--- DATA TO USE ---
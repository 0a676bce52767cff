use config::{Config, ConfigError, File};
use serde::Deserialize;
use std::path::PathBuf;

#[derive(Debug, Deserialize, Clone)]
pub struct Settings {
    #[serde(default = "default_base_url")]
    pub base_url: String,
    #[serde(default = "default_timeout_secs")]
    pub timeout_secs: u64,
    /// Overrides the credentials file location.
    #[serde(default)]
    pub credentials_path: Option<PathBuf>,
}

fn default_base_url() -> String {
    onico_api::DEFAULT_BASE_URL.to_string()
}

fn default_timeout_secs() -> u64 {
    30
}

impl Default for Settings {
    fn default() -> Self {
        Self {
            base_url: default_base_url(),
            timeout_secs: default_timeout_secs(),
            credentials_path: None,
        }
    }
}

impl Settings {
    pub fn new() -> Result<Self, ConfigError> {
        let config_path =
            std::env::var("ONICO_CONFIG").unwrap_or_else(|_| "config.toml".to_string());

        Self::load(&config_path, false)
    }

    /// Read an explicitly named config file, which must exist, plus `ONICO_*`
    /// environment overrides.
    pub fn from_file(config_path: &str) -> Result<Self, ConfigError> {
        Self::load(config_path, true)
    }

    fn load(config_path: &str, required: bool) -> Result<Self, ConfigError> {
        let settings = Config::builder()
            .add_source(File::with_name(config_path).required(required))
            .add_source(
                config::Environment::with_prefix("ONICO")
                    .prefix_separator("_")
                    .separator("__"),
            )
            .build()?;

        settings.try_deserialize()
    }

    pub fn validate(&self) -> Result<(), String> {
        if self.base_url.is_empty() {
            return Err("base_url is required".to_string());
        }
        if !self.base_url.starts_with("http") {
            return Err("base_url must be a valid HTTP(S) URL".to_string());
        }
        if let Err(e) = reqwest::Url::parse(&self.base_url) {
            return Err(format!("base_url is not a valid URL: {}", e));
        }
        if self.timeout_secs == 0 {
            return Err("timeout_secs must be greater than zero".to_string());
        }
        Ok(())
    }
}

--- EXERCISE AIM ---
Tally every line in the listing that holds "Result" and answer with the total only.

--- REPLY TO THE EXERCISE ---
4